No final da II GG, lá por 1958, o adolescente Michael Berg adoece com escarlatina e é socorrido na rua por Hanna, uma mulher mais velha e consumida por um segredo. Após 3 meses de repouso e já curado, o jovem decide agradecer-lhe o seu acto, levando-lhe flores. A partir deste reencontro, o que seria um encontro fugaz, revela-se uma relação intensa e para toda a vida, assente na leitura de obras clássicas que Michael dedica a Hanna.

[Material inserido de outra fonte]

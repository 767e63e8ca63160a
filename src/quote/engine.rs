//! Deposit, withdrawal and swap quotes against a pool snapshot.
//!
//! Every operation is a pure function of the [`PoolState`] and the
//! engine's `as_of` timestamp. The per-family arithmetic lives behind the
//! [`Invariant`] trait; this module owns what every family shares:
//!
//! - empty-pool and asset-id checks,
//! - the swap fee and its rounding guard,
//! - proportional pairing of single-sided deposits,
//! - pro-rata withdrawal,
//! - signing of the resulting deltas.
//!
//! # Fee Model
//!
//! ```text
//! exact input : Δx_net = Δx − floor(Δx · fee / 10 000) − 1
//! exact output: Δx     = ceil(Δx_net · 10 000 / (10 000 − fee))
//! ```
//!
//! The `− 1` keeps a predicted output at or below what the ledger program
//! will actually pay.

use super::ZapSolver;
use crate::domain::{Amount, AssetId, Quote, QuoteKind, Rounding, Side, Timestamp};
use crate::error::{AmmError, Result};
use crate::math::{mul_div, CheckedArithmetic, Solution};
use crate::pool::PoolState;
use crate::traits::Invariant;

const BPS_DENOMINATOR: u128 = 10_000;

/// Quote calculator bound to one pool snapshot and one point in time.
///
/// # Example
///
/// ```rust
/// use hydra_quote::config::{PoolConfig, PoolIdentity};
/// use hydra_quote::domain::{Amount, AssetId, BasisPoints, PoolId, PoolType, Timestamp};
/// use hydra_quote::pool::PoolState;
/// use hydra_quote::quote::QuoteEngine;
/// use hydra_quote::traits::FromConfig;
///
/// let identity = PoolIdentity::new(PoolId::new(1), AssetId::new(10), AssetId::new(20), AssetId::new(30));
/// let config = PoolConfig::new(identity, PoolType::ConstantProductLowFee)
///     .with_fee(BasisPoints::new(30))
///     .with_balances(Amount::new(1_000_000), Amount::new(1_000_000), Amount::new(1_000_000));
/// let Ok(pool) = PoolState::from_config(&config) else { panic!("valid config") };
///
/// let engine = QuoteEngine::new(&pool, Timestamp::from_secs(1_700_000_000));
/// let Ok(quote) = engine.swap_exact_for_quote(AssetId::new(10), Amount::new(1_000)) else {
///     panic!("swap quote");
/// };
/// assert_eq!(quote.asset1_delta(), -1_000);
/// assert_eq!(quote.asset2_delta(), 995);
/// ```
#[derive(Debug, Clone, Copy, PartialEq, Eq)]
pub struct QuoteEngine<'a> {
    pool: &'a PoolState,
    as_of: Timestamp,
}

impl<'a> QuoteEngine<'a> {
    /// Binds an engine to `pool`, evaluating ramps at `as_of`.
    #[must_use]
    pub const fn new(pool: &'a PoolState, as_of: Timestamp) -> Self {
        Self { pool, as_of }
    }

    /// The snapshot being quoted.
    #[must_use]
    pub const fn pool(&self) -> &'a PoolState {
        self.pool
    }

    /// The timestamp ramps are evaluated at.
    #[must_use]
    pub const fn as_of(&self) -> Timestamp {
        self.as_of
    }

    /// The same engine over a different snapshot, at the same timestamp.
    #[must_use]
    pub const fn rebind<'b>(&self, pool: &'b PoolState) -> QuoteEngine<'b> {
        QuoteEngine::new(pool, self.as_of)
    }

    /// Amplification coefficient at `as_of`, or `None` for constant-product pools.
    ///
    /// # Errors
    ///
    /// Propagates interpolation errors.
    pub fn current_amplification(&self) -> Result<Option<u64>> {
        self.pool.amplification_at(self.as_of)
    }

    /// Asset-1 target ratio at `as_of`, scaled by [`RATIO_SCALE`](crate::pool::RATIO_SCALE).
    ///
    /// # Errors
    ///
    /// Propagates interpolation errors.
    pub fn current_target_ratio(&self) -> Result<u128> {
        self.pool.target_ratio_at(self.as_of)
    }

    // -- liquidity --------------------------------------------------------

    /// Quote for seeding an empty pool with both assets.
    ///
    /// Constant-product pools issue `floor(√amount1 · √amount2)` LP tokens;
    /// StableSwap pools issue the invariant `D` of the (ratio-scaled) seed.
    ///
    /// # Errors
    ///
    /// - [`AmmError::DomainViolation`] if the pool already has liquidity,
    ///   either amount is zero, or no LP tokens would be issued.
    /// - Solver and arithmetic errors.
    pub fn empty_pool_quote(&self, amount1: Amount, amount2: Amount) -> Result<Quote> {
        if !self.pool.is_empty() {
            return Err(AmmError::DomainViolation(
                "pool already has liquidity outstanding",
            ));
        }
        if amount1.is_zero() || amount2.is_zero() {
            return Err(AmmError::DomainViolation(
                "seeding a pool requires both assets",
            ));
        }

        let issued = self
            .pool
            .curve(self.as_of)?
            .seed_liquidity([amount1.get(), amount2.get()])?;
        let quote = self.deposit(amount1, amount2, issued)?;
        self.trace(&quote);
        Ok(quote)
    }

    /// Quote for depositing `amount` of `asset` together with the matching
    /// amount of the other asset at the current balance ratio.
    ///
    /// The paired amount is rounded up, so rounding never dilutes the pool.
    ///
    /// # Errors
    ///
    /// - [`AmmError::InvalidAssetPair`] if `asset` is not pooled here.
    /// - [`AmmError::EmptyPool`] if no LP tokens are outstanding.
    /// - [`AmmError::DomainViolation`] if `amount` is zero or too small to
    ///   mint any LP tokens.
    /// - Solver and arithmetic errors.
    pub fn pool_quote(&self, asset: AssetId, amount: Amount) -> Result<Quote> {
        let side = self.pool.side_of(asset)?;
        self.ensure_funded()?;
        if amount.is_zero() {
            return Err(AmmError::DomainViolation("deposit amount must be positive"));
        }

        let paired = Amount::new(mul_div(
            amount.get(),
            self.pool.balance(side.other()).get(),
            self.pool.balance(side).get(),
            Rounding::Up,
        )?);
        let (amount1, amount2) = match side {
            Side::First => (amount, paired),
            Side::Second => (paired, amount),
        };

        let issued = self.pool.curve(self.as_of)?.mint_liquidity(
            self.pool.balances(),
            [amount1.get(), amount2.get()],
            self.pool.lp_circulation().get(),
        )?;
        let quote = self.deposit(amount1, amount2, issued)?;
        self.trace(&quote);
        Ok(quote)
    }

    /// Quote for redeeming `lp_amount` LP tokens pro rata.
    ///
    /// # Errors
    ///
    /// - [`AmmError::EmptyPool`] if no LP tokens are outstanding.
    /// - [`AmmError::DomainViolation`] if `lp_amount` is zero.
    /// - [`AmmError::InsufficientLiquidity`] if `lp_amount` exceeds the circulation.
    pub fn burn_quote(&self, lp_amount: Amount) -> Result<Quote> {
        self.ensure_funded()?;
        if lp_amount.is_zero() {
            return Err(AmmError::DomainViolation("burn amount must be positive"));
        }
        let circulation = self.pool.lp_circulation();
        if lp_amount > circulation {
            return Err(AmmError::InsufficientLiquidity);
        }

        let [balance1, balance2] = self.pool.balances();
        let out1 = Amount::new(mul_div(lp_amount.get(), balance1, circulation.get(), Rounding::Down)?);
        let out2 = Amount::new(mul_div(lp_amount.get(), balance2, circulation.get(), Rounding::Down)?);

        let quote = Quote::new(
            QuoteKind::Burn,
            out1.as_inflow()?,
            out2.as_inflow()?,
            lp_amount.as_outflow()?,
            0,
        );
        self.trace(&quote);
        Ok(quote)
    }

    // -- swaps ------------------------------------------------------------

    /// Quote for swapping exactly `amount` of `asset` for the other asset.
    ///
    /// # Errors
    ///
    /// - [`AmmError::InvalidAssetPair`] if `asset` is not pooled here.
    /// - [`AmmError::EmptyPool`] if no LP tokens are outstanding.
    /// - [`AmmError::DomainViolation`] if `amount` is zero or too small to
    ///   produce any output after the fee.
    /// - Solver and arithmetic errors.
    pub fn swap_exact_for_quote(&self, asset: AssetId, amount: Amount) -> Result<Quote> {
        let input = self.pool.side_of(asset)?;
        self.ensure_funded()?;
        if amount.is_zero() {
            return Err(AmmError::DomainViolation("swap input must be positive"));
        }

        let net = self.net_of_fee(amount)?.ok_or(AmmError::DomainViolation(
            "swap input does not cover the fee",
        ))?;
        let out = self.pool.curve(self.as_of)?.output_given_input(
            self.pool.balances(),
            input,
            net.get(),
        )?;
        if out.value() == 0 {
            return Err(AmmError::DomainViolation(
                "swap input too small to produce any output",
            ));
        }

        let quote = self.swap(input, amount, Amount::new(out.value()), out.iterations())?;
        self.trace(&quote);
        Ok(quote)
    }

    /// Quote for receiving exactly `amount` of `asset` in exchange for the
    /// other asset.
    ///
    /// # Errors
    ///
    /// - [`AmmError::InvalidAssetPair`] if `asset` is not pooled here.
    /// - [`AmmError::EmptyPool`] if no LP tokens are outstanding.
    /// - [`AmmError::InsufficientLiquidity`] if `amount` exceeds the balance.
    /// - [`AmmError::DomainViolation`] if `amount` is zero or would drain
    ///   the balance.
    /// - Solver and arithmetic errors.
    pub fn swap_for_exact_quote(&self, asset: AssetId, amount: Amount) -> Result<Quote> {
        let output = self.pool.side_of(asset)?;
        self.ensure_funded()?;
        if amount.is_zero() {
            return Err(AmmError::DomainViolation("swap output must be positive"));
        }
        let balance = self.pool.balance(output);
        if amount > balance {
            return Err(AmmError::InsufficientLiquidity);
        }
        if amount == balance {
            return Err(AmmError::DomainViolation(
                "swap output would drain the pool balance",
            ));
        }

        let net = self.pool.curve(self.as_of)?.input_given_output(
            self.pool.balances(),
            output,
            amount.get(),
        )?;
        let gross = mul_div(
            net.value(),
            BPS_DENOMINATOR,
            u128::from(self.pool.fee().complement()),
            Rounding::Up,
        )?;

        let quote = signed_swap(
            QuoteKind::SwapForExact,
            output.other(),
            Amount::new(gross),
            amount,
            net.iterations(),
        )?;
        self.trace(&quote);
        Ok(quote)
    }

    /// Quote for depositing arbitrary amounts of both assets, swapping
    /// part of the over-represented one first so the rest pools at the
    /// current ratio.
    ///
    /// Both amounts zero yields a zero quote with no iterations spent.
    ///
    /// # Errors
    ///
    /// See [`ZapSolver::solve`].
    pub fn zap_quote(&self, amount1: Amount, amount2: Amount) -> Result<Quote> {
        let quote = ZapSolver::new(*self).solve(amount1, amount2)?;
        self.trace(&quote);
        Ok(quote)
    }

    // -- shared with the zap solver ---------------------------------------

    /// Output for `amount` of `input`, reporting zero instead of failing
    /// when the input is too small to move the curve.
    ///
    /// Used where a zero output is a legitimate probe result rather than
    /// a user error.
    pub(crate) fn swap_output(&self, input: Side, amount: Amount) -> Result<Solution> {
        let Some(net) = self.net_of_fee(amount)? else {
            return Ok(Solution::new(0, 0));
        };
        self.pool
            .curve(self.as_of)?
            .output_given_input(self.pool.balances(), input, net.get())
    }

    /// Builds an exact-input swap quote from already computed amounts.
    pub(crate) fn swap(
        &self,
        input: Side,
        amount_in: Amount,
        amount_out: Amount,
        iterations: u32,
    ) -> Result<Quote> {
        if amount_out >= self.pool.balance(input.other()) {
            return Err(AmmError::InsufficientLiquidity);
        }
        signed_swap(QuoteKind::SwapExactFor, input, amount_in, amount_out, iterations)
    }

    pub(crate) fn ensure_funded(&self) -> Result<()> {
        if self.pool.is_empty() {
            return Err(AmmError::EmptyPool);
        }
        Ok(())
    }

    // -- helpers ----------------------------------------------------------

    /// `amount − floor(amount · fee) − 1`, or `None` when nothing is left.
    fn net_of_fee(&self, amount: Amount) -> Result<Option<Amount>> {
        let fee = self.pool.fee().apply(amount, Rounding::Down)?;
        Ok(amount
            .safe_sub(&fee)
            .and_then(|v| v.safe_sub(&Amount::new(1)))
            .ok()
            .filter(|v| !v.is_zero()))
    }

    fn deposit(&self, amount1: Amount, amount2: Amount, issued: Solution) -> Result<Quote> {
        if issued.value() == 0 {
            return Err(AmmError::DomainViolation(
                "deposit too small to mint LP tokens",
            ));
        }
        Ok(Quote::new(
            QuoteKind::Pool,
            amount1.as_outflow()?,
            amount2.as_outflow()?,
            Amount::new(issued.value()).as_inflow()?,
            issued.iterations(),
        ))
    }

    fn trace(&self, quote: &Quote) {
        tracing::debug!(
            pool = %self.pool.identity().pool_id(),
            pool_type = %self.pool.pool_type(),
            as_of = %self.as_of,
            %quote,
            "quote computed"
        );
    }
}

/// A swap quote in which `amount_in` of `input` is paid and `amount_out`
/// of the other side is received.
fn signed_swap(
    kind: QuoteKind,
    input: Side,
    amount_in: Amount,
    amount_out: Amount,
    iterations: u32,
) -> Result<Quote> {
    let paid = amount_in.as_outflow()?;
    let received = amount_out.as_inflow()?;
    let (delta1, delta2) = match input {
        Side::First => (paid, received),
        Side::Second => (received, paid),
    };
    Ok(Quote::new(kind, delta1, delta2, 0, iterations))
}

No mínimo, assombroso e surpreendente até ao fim. Kate Winslet convence-nos durante 2 h, seguida pelas memórias trazidas por Ralph Fiennes. Os últimos minutos pertencem a Lena Olin, numa personagem terrivelmente marcada pelo flagelo, mas não apaga a brilhante interpretação do jovem Michael Berg, que me parece um ilustre desconhecido (ou talvez não).
Continuando a quebrar a regra de não ir ao cinema em momentos de grande afluxo (e sexta-feira é, sem dúvida, um desses momentos), LM e eu lá conseguimos concretizar esta vontade, numa 6ªf 13. Mas valeu bem o esforço, saímos as duas verdadeiramente encantadas.